Having No Way as a Way?????


----------



## James Kovacich

There really is no "O" or "C" they are "@" halves of the "whole"  both incomplete without each other. Bruce said:

"If people say Jeet Kune Do is different from "this" or from "that," then let the name of Jeet Kune Do be wiped out, for that is what it is, just a name. Please don't fuss over it."

We are one JKD family, some good, some bad, some strong, some weak, always DIFFERANT but one JKD family!


----------



## Fluid Design ®

I agree with you on that akja, JKD is just well, JKD.  The core is still intact, the only thing different is the interpretations that one might have and because of that, will take it in different directions.  Now don't confuse this with freely interpreting JKD but I'm more advocating of the deep investigation of this core that is JKD; understanding why the things, and how the things make up JKD what it is.


----------



## 9RingsSensei

I guess I do both, for I began training by referencing his books, and by training with a Jun Fan kickboxing instructor In Arizona. But I am now getting certification in Original as well, but I use concepts, and original together, so its one universal training of the entire JKD system. I thyink its good to cross train them both so you get the whole picture of the material Bruce Himself taught, and what his art has progressed into with the times.


----------



## blackbeltedbeauty

I was taught abit of JKD by my boyfriend and I found it extremely difficult. All the hand manipulations and such were hard to manuever. Maybe it's cause I started out in TKD or something, I dunno. I picked up TKD alot easier but I know JKD is more practical. I'm sticking with TKD for now but might get back into JKD later as Bruce Lee is my hero! Peace!


----------



## achilles

JKD is actually very simple at its core.  All the complexities come from different arrangements of the basics.  One of my biggest revelations about trapping is that there are really only five basic traps (along with a couple of variations). A good JKD program will hand things in a progressive manner, but the basics, like in pretty much any art, are the most important.  For my own training it's side kicks and straight leads, practicing speed, power and form.

The real sophistication is in learning to control the timing and distance.


----------



## still learning

Hello, Each of you are right if it is that's the way you learn it. We all follow our tearchers' way. because that is the way he remember it. Many of the JKD instructors learn things from Bruce Lee at different times. Bruce was always changing and learning at the same time. What do you think? ...my thoughts only....aloha


----------



## brothershaw

i dont practice jkd but from reading different threads it sounds like jkd is just about everything Bruce lee was supposedly trying to get away from. 
1- Different people who learned from him at different times thinking what he taught them is the "true way" ( sounds just like wing chun, and also aikido, and some japanese budo) 
2- Disputes over lineage
3- People randomly quote the old masters sayings like its the gospel ( i.e wing chun limited bruce so he moved on) without necesarrily knowing what the original speaker meant or the context
4-Etc.,etc.

I am not knocking jkd, just saying that like anything else that may start out good people tend to ruin it with b.s. 

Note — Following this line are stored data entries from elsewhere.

//! Bluetooth Low Energy radio driver for pokebeacon
//!
//! This crate implements the `RadioDriver` and `PermissionProvider`
//! collaborators from `pokebeacon-core` on top of the host Bluetooth stack.
//!
//! ## Architecture
//!
//! - [`config`] - Radio configuration and settings
//! - [`error`] - Error types specific to the BLE radio
//! - [`central`] - Advertisement scanning via btleplug
//! - [`advertising`] - Platform-specific broadcasting
//! - [`driver`] - The `RadioDriver` implementation
//! - [`permissions`] - Desktop permission and adapter checks
//!
//! ## Usage
//!
//! ```rust,no_run
//! use std::sync::Arc;
//! use pokebeacon_ble::{BleRadio, BleRadioConfig, DesktopPermissions};
//! use pokebeacon_core::{DiscoveryConfig, DiscoveryFacade};
//!
//! # async fn example() -> Result<(), Box<dyn std::error::Error>> {
//! let config = BleRadioConfig::new().with_adapter_index(0);
//! let mut discovery = DiscoveryFacade::new(
//!     DiscoveryConfig::default(),
//!     Arc::new(BleRadio::new(config.clone())),
//!     Arc::new(DesktopPermissions::from_config(&config)),
//! );
//!
//! discovery.start_scan().await?;
//! # Ok(())
//! # }
//! ```
//!
//! ## Platform Support
//!
//! ### Advertising Support
//! - **Linux**: via `bluer` with BlueZ
//! - **Other platforms**: scanning only; broadcasts fail with a not-supported error
//!
//! ### Discovery Support
//! Every platform btleplug supports.

mod adapter;
pub mod advertising;
pub mod central;
pub mod config;
pub mod driver;
pub mod error;
pub mod permissions;

// Public API exports
pub use advertising::{BleAdvertiser, PlatformAdvertiser};
pub use central::BleCentral;
pub use config::BleRadioConfig;
pub use driver::BleRadio;
pub use error::BleRadioError;
pub use permissions::DesktopPermissions;
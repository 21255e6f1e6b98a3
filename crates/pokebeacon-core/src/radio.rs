//! Radio driver collaborator and the explicitly owned radio session
//!
//! The BLE radio is an external collaborator. Drivers implement
//! [`RadioDriver`]; the core only ever talks to one through a [`RadioSession`],
//! which acquires the driver on first use and releases it on teardown.

use std::collections::HashMap;
use std::fmt;
use std::sync::Arc;

use serde::{Deserialize, Serialize};
use tokio::sync::{mpsc, Mutex};
use tracing::{debug, info, warn};
use uuid::Uuid;

use crate::codec::ManufacturerData;
use crate::errors::RadioError;

// ----------------------------------------------------------------------------
// Wire Types
// ----------------------------------------------------------------------------

/// Opaque radio address, stable per physical device for one scan session
#[derive(Debug, Clone, PartialEq, Eq, Hash, PartialOrd, Ord, Serialize, Deserialize)]
pub struct DeviceId(String);

impl DeviceId {
    pub fn new(id: impl Into<String>) -> Self {
        Self(id.into())
    }

    pub fn as_str(&self) -> &str {
        &self.0
    }
}

impl fmt::Display for DeviceId {
    fn fmt(&self, f: &mut fmt::Formatter<'_>) -> fmt::Result {
        f.write_str(&self.0)
    }
}

/// One advertisement as reported by the driver
#[derive(Debug, Clone, PartialEq, Eq)]
pub struct RawAdvertisement {
    pub id: DeviceId,
    pub local_name: Option<String>,
    pub manufacturer_data: HashMap<u16, Vec<u8>>,
    pub rssi: Option<i16>,
}

impl RawAdvertisement {
    pub fn new(id: DeviceId) -> Self {
        Self {
            id,
            local_name: None,
            manufacturer_data: HashMap::new(),
            rssi: None,
        }
    }

    pub fn with_local_name(mut self, name: impl Into<String>) -> Self {
        self.local_name = Some(name.into());
        self
    }

    pub fn with_manufacturer_data(mut self, company_id: u16, data: Vec<u8>) -> Self {
        self.manufacturer_data.insert(company_id, data);
        self
    }

    pub fn with_rssi(mut self, rssi: i16) -> Self {
        self.rssi = Some(rssi);
        self
    }
}

/// Event pushed by the driver while a scan is running
#[derive(Debug, Clone, PartialEq, Eq)]
pub enum ScanEvent {
    Advertisement(RawAdvertisement),
    /// Non-fatal driver error; logged and dropped by the session
    Error(String),
}

/// Channel the driver pushes scan events into
pub type ScanEventSender = mpsc::UnboundedSender<ScanEvent>;
pub type ScanEventReceiver = mpsc::UnboundedReceiver<ScanEvent>;

/// Hint passed to the driver when starting a scan
///
/// Drivers may pre-filter with it; the session filters again regardless.
#[derive(Debug, Clone, PartialEq, Eq, Default)]
pub struct ScanFilter {
    pub name_prefix: Option<String>,
    pub services: Vec<Uuid>,
}

/// What to put on air for one broadcast
#[derive(Debug, Clone, PartialEq, Eq)]
pub struct AdvertisementSpec {
    pub local_name: String,
    pub service_uuids: Vec<Uuid>,
    pub manufacturer_data: Option<ManufacturerData>,
}

/// Driver-issued handle for an active broadcast
#[derive(Debug, Clone, Copy, PartialEq, Eq, Hash)]
pub struct AdvertiseHandle(pub u64);

// ----------------------------------------------------------------------------
// Driver Trait
// ----------------------------------------------------------------------------

/// Platform BLE radio primitives
#[async_trait::async_trait]
pub trait RadioDriver: Send + Sync {
    /// Bring up the adapter; called once before the first radio operation
    async fn acquire(&self) -> Result<(), RadioError>;

    /// Tear down whatever `acquire` set up
    async fn release(&self) -> Result<(), RadioError>;

    /// Begin scanning and push every advertisement seen into `sink`
    async fn start_scan(&self, filter: ScanFilter, sink: ScanEventSender) -> Result<(), RadioError>;

    /// Stop the running scan; a no-op if none is running
    async fn stop_scan(&self) -> Result<(), RadioError>;

    /// Start broadcasting `spec`
    async fn start_advertise(&self, spec: AdvertisementSpec) -> Result<AdvertiseHandle, RadioError>;

    /// Stop the broadcast identified by `handle`
    async fn stop_advertise(&self, handle: AdvertiseHandle) -> Result<(), RadioError>;
}

// ----------------------------------------------------------------------------
// Radio Session
// ----------------------------------------------------------------------------

/// Scoped ownership of one radio driver
///
/// Cloning shares the same driver and acquisition state; the scan and
/// advertise sessions each hold a clone.
#[derive(Clone)]
pub struct RadioSession {
    driver: Arc<dyn RadioDriver>,
    acquired: Arc<Mutex<bool>>,
}

impl fmt::Debug for RadioSession {
    fn fmt(&self, f: &mut fmt::Formatter<'_>) -> fmt::Result {
        f.debug_struct("RadioSession").finish_non_exhaustive()
    }
}

impl RadioSession {
    pub fn new(driver: Arc<dyn RadioDriver>) -> Self {
        Self {
            driver,
            acquired: Arc::new(Mutex::new(false)),
        }
    }

    /// Acquire the driver if this is the first use, then hand it out
    pub async fn driver(&self) -> Result<&dyn RadioDriver, RadioError> {
        let mut acquired = self.acquired.lock().await;
        if !*acquired {
            self.driver.acquire().await?;
            *acquired = true;
            info!("Radio session acquired");
        }
        Ok(self.driver.as_ref())
    }

    pub async fn is_acquired(&self) -> bool {
        *self.acquired.lock().await
    }

    /// Release the driver; the next operation re-acquires it
    pub async fn release(&self) -> Result<(), RadioError> {
        let mut acquired = self.acquired.lock().await;
        if !*acquired {
            debug!("Radio session release requested but never acquired");
            return Ok(());
        }
        *acquired = false;
        if let Err(e) = self.driver.release().await {
            warn!("Radio driver release failed: {}", e);
            return Err(e);
        }
        info!("Radio session released");
        Ok(())
    }
}

#[cfg(test)]
mod tests {
    use super::*;
    use crate::testing::{MockRadio, RadioCall};

    #[tokio::test]
    async fn test_session_acquires_once_and_releases() {
        let radio = MockRadio::new();
        let session = RadioSession::new(radio.clone());
        assert!(!session.is_acquired().await);

        session.driver().await.unwrap();
        session.clone().driver().await.unwrap();
        assert!(session.is_acquired().await);
        assert_eq!(radio.count(|call| *call == RadioCall::Acquire), 1);

        session.release().await.unwrap();
        assert!(!session.is_acquired().await);
        assert_eq!(radio.calls().last(), Some(&RadioCall::Release));

        // Releasing again never reaches the driver
        session.release().await.unwrap();
        assert_eq!(radio.count(|call| *call == RadioCall::Release), 1);
    }
}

Not to be a troll but..........
    Thousands if not millions of people by now have joined martial arts schools and quit before they reached instructor level (because they didnt like the teacher, the style, the uniform, didnt feel comfortable with it, that doesnt make the style any less valid)


----------



## James Kovacich

brothershaw said:
			
		

> i dont practice jkd but from reading different threads it sounds like jkd is just about everything Bruce lee was supposedly trying to get away from.
> 1- Different people who learned from him at different times thinking what he taught them is the "true way" ( sounds just like wing chun, and also aikido, and some japanese budo)
> 2- Disputes over lineage
> 3- People randomly quote the old masters sayings like its the gospel ( i.e wing chun limited bruce so he moved on) without necesarrily knowing what the original speaker meant or the context
> 4-Etc.,etc.
> 
> I am not knocking jkd, just saying that like anything else that may start out good people tend to ruin it with b.s.
> 
> Not to be a troll but..........
> Thousands if not millions of people by now have joined martial arts schools and quit before they reached instructor level (because they didnt like the teacher, the style, the uniform, didnt feel comfortable with it, that doesnt make the style any less valid)


 You without even realizing where you coming from were in the ball partk, so to speak. This thread really should not be. There is no "which way."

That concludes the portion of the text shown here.